Aim of the exercise: The answer must be a single number: how many lines of the entries below include "joined".

Exercise material:
====

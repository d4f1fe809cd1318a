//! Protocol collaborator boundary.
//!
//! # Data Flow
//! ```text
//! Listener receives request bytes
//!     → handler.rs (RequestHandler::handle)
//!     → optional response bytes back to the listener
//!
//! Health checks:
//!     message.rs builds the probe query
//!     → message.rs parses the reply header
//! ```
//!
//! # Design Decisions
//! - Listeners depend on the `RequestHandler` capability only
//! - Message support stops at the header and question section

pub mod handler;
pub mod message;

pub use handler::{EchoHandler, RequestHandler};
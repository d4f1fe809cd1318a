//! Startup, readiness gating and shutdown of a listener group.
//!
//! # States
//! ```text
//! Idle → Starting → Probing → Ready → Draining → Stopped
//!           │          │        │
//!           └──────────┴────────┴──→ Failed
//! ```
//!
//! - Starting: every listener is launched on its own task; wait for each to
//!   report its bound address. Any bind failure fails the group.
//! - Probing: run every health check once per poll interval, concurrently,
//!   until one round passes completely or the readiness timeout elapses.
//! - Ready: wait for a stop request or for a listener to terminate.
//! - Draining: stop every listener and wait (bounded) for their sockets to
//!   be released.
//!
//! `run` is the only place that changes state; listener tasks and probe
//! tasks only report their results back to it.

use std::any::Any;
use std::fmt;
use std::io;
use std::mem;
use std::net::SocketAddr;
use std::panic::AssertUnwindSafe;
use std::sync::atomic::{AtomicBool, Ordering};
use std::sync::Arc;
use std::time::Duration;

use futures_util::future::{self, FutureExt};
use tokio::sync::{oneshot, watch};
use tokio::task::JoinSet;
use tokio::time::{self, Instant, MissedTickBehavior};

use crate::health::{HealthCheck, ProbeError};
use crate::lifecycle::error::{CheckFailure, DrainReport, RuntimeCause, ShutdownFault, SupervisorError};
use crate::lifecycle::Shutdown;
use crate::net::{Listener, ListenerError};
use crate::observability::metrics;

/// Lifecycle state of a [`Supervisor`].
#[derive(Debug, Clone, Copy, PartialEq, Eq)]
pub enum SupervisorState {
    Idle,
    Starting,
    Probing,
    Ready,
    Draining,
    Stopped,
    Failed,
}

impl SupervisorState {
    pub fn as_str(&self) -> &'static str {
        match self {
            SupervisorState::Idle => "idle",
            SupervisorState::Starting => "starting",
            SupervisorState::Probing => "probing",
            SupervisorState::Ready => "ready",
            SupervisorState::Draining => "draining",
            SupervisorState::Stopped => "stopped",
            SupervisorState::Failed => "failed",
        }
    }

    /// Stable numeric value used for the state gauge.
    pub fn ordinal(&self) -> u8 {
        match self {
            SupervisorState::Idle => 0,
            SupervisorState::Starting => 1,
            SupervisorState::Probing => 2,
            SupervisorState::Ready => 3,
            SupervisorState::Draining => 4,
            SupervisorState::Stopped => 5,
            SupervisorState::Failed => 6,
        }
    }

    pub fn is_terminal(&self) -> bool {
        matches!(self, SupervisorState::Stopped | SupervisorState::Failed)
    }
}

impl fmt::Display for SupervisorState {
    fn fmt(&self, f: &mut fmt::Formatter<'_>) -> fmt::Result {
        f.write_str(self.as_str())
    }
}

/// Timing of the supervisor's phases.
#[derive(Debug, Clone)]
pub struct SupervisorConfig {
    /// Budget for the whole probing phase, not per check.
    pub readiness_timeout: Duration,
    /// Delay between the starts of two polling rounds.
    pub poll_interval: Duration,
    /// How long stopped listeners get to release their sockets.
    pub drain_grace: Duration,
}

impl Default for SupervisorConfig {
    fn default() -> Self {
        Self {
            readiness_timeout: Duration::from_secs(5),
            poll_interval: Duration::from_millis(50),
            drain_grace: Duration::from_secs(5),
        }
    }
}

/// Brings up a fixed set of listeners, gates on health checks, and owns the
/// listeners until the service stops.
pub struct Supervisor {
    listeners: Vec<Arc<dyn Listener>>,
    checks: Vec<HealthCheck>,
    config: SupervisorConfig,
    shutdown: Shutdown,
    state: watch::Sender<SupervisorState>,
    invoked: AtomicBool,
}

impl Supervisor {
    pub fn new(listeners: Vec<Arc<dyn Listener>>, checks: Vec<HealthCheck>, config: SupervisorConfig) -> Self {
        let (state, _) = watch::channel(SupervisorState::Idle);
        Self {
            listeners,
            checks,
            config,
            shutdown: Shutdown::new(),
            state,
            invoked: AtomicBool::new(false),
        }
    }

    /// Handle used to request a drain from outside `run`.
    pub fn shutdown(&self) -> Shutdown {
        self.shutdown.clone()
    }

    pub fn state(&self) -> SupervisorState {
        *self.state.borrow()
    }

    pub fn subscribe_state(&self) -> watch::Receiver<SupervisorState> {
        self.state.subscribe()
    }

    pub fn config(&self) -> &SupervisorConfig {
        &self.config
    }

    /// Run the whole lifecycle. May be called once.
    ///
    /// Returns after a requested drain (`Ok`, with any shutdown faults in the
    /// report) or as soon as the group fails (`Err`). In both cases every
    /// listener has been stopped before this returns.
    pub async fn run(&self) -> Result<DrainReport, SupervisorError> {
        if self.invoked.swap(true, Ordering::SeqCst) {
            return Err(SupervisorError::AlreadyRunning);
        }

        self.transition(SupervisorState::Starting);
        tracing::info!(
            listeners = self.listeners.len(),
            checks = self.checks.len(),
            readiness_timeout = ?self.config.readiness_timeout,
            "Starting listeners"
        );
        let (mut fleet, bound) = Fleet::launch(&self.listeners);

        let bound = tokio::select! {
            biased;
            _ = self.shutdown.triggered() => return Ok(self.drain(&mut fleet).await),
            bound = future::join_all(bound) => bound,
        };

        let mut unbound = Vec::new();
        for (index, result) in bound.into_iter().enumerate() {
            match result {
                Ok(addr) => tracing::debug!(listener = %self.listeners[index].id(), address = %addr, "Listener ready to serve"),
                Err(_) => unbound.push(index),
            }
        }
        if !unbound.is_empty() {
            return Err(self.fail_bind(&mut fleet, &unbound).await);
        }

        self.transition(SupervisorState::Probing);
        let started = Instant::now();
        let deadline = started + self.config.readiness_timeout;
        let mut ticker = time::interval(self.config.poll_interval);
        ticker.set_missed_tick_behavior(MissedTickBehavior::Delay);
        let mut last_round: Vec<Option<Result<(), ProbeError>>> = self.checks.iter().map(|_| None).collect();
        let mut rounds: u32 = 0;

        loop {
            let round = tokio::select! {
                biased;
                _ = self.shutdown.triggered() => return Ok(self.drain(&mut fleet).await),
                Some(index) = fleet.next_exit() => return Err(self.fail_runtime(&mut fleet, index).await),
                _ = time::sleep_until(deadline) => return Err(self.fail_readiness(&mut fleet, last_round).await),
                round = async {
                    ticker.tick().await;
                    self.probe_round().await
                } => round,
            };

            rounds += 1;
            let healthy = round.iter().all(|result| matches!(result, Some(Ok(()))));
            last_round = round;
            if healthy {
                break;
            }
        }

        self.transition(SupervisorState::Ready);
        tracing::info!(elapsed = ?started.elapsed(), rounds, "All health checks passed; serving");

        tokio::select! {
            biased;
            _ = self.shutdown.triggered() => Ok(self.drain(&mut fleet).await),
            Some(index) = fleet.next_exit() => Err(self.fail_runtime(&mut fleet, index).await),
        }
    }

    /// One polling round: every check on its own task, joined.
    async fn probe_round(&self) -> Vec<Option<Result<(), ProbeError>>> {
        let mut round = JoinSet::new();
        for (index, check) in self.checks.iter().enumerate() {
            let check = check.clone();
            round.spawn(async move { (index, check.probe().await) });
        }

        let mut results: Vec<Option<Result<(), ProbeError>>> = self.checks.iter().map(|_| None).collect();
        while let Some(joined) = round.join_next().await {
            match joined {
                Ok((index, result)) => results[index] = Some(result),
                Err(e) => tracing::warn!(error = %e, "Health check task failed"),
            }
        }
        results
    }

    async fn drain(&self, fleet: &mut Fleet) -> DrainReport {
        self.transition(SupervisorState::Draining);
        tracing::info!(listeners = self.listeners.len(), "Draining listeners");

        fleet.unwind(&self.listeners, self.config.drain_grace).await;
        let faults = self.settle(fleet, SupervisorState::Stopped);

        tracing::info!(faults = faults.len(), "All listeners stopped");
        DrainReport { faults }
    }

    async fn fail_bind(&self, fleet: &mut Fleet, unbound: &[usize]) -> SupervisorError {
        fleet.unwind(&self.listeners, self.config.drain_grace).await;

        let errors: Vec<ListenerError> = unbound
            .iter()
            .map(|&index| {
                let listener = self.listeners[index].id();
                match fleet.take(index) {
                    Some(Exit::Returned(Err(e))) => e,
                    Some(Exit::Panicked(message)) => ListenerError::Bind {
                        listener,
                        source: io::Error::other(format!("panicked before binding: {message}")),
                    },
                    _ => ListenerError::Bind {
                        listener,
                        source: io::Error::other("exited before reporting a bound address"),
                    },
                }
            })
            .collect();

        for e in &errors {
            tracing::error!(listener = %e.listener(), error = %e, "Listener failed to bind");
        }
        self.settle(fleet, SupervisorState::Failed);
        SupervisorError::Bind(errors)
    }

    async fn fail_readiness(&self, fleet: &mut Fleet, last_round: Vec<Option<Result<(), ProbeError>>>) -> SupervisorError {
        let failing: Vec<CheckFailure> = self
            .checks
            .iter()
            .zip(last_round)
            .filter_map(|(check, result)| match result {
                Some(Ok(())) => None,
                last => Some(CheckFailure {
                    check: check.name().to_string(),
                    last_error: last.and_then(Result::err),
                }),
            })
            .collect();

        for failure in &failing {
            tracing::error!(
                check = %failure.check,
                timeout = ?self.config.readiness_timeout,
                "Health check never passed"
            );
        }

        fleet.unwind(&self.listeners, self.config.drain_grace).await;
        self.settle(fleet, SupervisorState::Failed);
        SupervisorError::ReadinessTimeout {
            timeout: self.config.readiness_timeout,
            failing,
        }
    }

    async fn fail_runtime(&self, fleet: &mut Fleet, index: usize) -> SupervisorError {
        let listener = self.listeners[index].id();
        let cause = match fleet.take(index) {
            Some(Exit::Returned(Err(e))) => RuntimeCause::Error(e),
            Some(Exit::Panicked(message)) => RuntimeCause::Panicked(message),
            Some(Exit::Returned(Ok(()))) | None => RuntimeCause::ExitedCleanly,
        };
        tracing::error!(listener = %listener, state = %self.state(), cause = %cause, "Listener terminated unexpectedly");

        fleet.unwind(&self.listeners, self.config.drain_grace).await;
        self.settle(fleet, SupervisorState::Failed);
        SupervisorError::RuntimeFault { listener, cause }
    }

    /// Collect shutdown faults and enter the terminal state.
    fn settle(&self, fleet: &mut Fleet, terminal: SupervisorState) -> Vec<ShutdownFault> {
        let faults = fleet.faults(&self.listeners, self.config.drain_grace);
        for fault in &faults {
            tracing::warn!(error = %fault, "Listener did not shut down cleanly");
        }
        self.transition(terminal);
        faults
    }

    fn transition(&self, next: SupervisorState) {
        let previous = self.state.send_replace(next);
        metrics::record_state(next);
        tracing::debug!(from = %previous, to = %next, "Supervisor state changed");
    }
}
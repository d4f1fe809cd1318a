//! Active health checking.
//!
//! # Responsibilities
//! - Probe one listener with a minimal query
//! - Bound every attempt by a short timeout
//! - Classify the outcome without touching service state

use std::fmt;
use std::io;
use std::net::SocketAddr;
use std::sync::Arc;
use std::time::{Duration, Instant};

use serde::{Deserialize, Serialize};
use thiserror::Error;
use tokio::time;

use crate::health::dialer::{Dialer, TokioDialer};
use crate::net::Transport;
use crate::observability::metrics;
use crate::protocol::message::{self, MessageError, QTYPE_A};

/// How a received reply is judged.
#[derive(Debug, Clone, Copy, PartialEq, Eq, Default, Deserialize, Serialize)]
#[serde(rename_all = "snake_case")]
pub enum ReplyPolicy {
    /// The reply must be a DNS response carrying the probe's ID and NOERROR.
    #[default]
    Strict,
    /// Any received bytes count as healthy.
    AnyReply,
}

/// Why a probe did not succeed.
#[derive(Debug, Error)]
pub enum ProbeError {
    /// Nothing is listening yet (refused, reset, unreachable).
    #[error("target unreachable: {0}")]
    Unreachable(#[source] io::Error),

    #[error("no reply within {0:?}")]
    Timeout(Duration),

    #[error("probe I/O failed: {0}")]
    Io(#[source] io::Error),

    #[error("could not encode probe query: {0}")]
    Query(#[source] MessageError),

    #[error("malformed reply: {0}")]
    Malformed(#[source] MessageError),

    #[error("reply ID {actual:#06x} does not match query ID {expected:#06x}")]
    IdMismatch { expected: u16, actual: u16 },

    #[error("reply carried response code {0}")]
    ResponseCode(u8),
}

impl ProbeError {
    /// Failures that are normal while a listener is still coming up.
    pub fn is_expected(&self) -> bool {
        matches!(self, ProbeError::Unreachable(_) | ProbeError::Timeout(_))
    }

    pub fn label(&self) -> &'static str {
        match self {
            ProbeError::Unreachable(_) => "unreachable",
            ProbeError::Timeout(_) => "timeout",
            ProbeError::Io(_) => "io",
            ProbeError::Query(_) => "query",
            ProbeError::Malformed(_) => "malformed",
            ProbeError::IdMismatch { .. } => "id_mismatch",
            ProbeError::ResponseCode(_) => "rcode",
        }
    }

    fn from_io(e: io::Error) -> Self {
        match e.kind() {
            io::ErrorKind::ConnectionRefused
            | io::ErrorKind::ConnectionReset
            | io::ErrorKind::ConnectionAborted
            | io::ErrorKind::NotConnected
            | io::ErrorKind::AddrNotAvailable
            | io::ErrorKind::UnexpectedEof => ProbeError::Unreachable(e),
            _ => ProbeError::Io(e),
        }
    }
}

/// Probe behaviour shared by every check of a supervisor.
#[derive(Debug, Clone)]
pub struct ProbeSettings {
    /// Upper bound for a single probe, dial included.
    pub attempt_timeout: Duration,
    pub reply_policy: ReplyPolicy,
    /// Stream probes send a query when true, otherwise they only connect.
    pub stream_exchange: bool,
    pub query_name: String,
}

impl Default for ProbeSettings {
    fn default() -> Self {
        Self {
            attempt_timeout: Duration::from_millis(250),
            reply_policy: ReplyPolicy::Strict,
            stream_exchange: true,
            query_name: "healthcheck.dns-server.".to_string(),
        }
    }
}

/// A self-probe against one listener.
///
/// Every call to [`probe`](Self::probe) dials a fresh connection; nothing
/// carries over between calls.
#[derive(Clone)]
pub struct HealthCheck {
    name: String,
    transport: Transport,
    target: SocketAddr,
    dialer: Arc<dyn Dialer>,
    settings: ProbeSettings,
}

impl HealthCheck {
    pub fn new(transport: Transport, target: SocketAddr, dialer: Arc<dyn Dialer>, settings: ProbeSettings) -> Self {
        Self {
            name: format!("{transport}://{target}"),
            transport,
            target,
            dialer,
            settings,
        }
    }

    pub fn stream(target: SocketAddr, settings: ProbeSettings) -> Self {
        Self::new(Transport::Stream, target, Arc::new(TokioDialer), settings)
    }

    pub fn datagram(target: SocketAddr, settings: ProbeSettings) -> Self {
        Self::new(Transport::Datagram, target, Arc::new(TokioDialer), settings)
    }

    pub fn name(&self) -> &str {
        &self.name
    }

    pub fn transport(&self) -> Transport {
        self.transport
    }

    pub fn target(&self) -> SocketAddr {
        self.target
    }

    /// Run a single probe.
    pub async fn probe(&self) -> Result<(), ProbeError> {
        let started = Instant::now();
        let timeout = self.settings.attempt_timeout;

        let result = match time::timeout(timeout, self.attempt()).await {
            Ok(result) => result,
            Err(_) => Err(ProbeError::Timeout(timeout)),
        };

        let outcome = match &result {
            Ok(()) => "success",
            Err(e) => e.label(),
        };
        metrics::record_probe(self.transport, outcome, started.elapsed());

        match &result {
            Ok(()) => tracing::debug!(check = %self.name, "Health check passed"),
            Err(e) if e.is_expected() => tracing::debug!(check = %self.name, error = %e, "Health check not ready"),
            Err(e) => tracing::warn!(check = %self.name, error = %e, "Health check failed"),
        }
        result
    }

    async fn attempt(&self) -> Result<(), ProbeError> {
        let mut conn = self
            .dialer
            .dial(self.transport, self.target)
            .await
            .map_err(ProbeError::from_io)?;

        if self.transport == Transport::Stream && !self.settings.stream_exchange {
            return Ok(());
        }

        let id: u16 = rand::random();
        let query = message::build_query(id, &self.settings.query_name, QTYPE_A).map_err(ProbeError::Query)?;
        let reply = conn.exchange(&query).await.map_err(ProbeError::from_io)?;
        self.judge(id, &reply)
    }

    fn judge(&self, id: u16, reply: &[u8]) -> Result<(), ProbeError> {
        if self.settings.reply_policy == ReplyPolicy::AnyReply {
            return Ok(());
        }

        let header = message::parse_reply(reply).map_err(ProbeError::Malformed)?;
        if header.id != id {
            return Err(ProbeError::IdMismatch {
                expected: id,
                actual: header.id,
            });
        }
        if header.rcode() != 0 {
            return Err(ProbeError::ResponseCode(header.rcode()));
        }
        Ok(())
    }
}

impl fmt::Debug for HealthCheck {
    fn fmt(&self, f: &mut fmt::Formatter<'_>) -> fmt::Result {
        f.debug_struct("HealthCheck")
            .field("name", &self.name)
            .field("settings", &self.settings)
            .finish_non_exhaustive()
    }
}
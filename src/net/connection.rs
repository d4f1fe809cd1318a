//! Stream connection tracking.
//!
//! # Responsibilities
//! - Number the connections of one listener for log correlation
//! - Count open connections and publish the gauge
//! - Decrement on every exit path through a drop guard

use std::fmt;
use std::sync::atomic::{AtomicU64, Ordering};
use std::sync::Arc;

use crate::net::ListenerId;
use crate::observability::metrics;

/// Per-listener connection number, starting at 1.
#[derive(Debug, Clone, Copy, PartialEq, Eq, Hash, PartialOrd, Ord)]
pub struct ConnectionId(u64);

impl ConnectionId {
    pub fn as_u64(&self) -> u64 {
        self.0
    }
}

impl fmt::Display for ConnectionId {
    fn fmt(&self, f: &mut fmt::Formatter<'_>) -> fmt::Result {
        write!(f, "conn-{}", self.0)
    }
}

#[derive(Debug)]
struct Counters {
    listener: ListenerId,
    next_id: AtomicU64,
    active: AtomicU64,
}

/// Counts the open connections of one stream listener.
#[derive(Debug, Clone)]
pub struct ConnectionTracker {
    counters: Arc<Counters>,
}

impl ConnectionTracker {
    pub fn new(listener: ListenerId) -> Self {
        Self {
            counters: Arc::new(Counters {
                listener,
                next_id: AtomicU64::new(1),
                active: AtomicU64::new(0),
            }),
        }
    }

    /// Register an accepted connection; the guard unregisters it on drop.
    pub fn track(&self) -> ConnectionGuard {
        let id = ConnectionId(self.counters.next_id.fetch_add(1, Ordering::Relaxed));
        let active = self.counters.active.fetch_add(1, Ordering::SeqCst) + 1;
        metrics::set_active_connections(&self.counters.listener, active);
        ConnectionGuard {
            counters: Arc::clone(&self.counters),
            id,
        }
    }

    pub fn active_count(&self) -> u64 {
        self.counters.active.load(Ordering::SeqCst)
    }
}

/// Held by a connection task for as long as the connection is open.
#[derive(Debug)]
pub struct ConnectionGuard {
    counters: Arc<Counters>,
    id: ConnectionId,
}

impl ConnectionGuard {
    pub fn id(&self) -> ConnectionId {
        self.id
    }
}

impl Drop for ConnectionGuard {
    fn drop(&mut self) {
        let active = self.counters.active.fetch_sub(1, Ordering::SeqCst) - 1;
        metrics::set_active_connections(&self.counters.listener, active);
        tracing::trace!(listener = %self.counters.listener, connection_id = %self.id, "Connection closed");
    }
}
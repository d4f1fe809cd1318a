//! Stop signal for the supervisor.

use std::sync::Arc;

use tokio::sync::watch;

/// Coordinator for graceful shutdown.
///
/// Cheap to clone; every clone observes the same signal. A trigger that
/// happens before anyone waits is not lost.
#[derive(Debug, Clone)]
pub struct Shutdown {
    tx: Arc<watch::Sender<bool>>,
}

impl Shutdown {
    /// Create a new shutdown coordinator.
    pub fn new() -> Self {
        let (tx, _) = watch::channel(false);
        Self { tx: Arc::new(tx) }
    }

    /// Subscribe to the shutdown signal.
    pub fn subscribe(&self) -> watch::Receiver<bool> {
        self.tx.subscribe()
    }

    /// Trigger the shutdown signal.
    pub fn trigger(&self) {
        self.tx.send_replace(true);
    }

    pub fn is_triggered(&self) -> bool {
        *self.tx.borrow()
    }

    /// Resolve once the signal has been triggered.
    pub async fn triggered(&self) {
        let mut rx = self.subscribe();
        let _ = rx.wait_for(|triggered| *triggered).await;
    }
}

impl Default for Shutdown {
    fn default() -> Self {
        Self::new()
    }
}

====

Response to this task: 3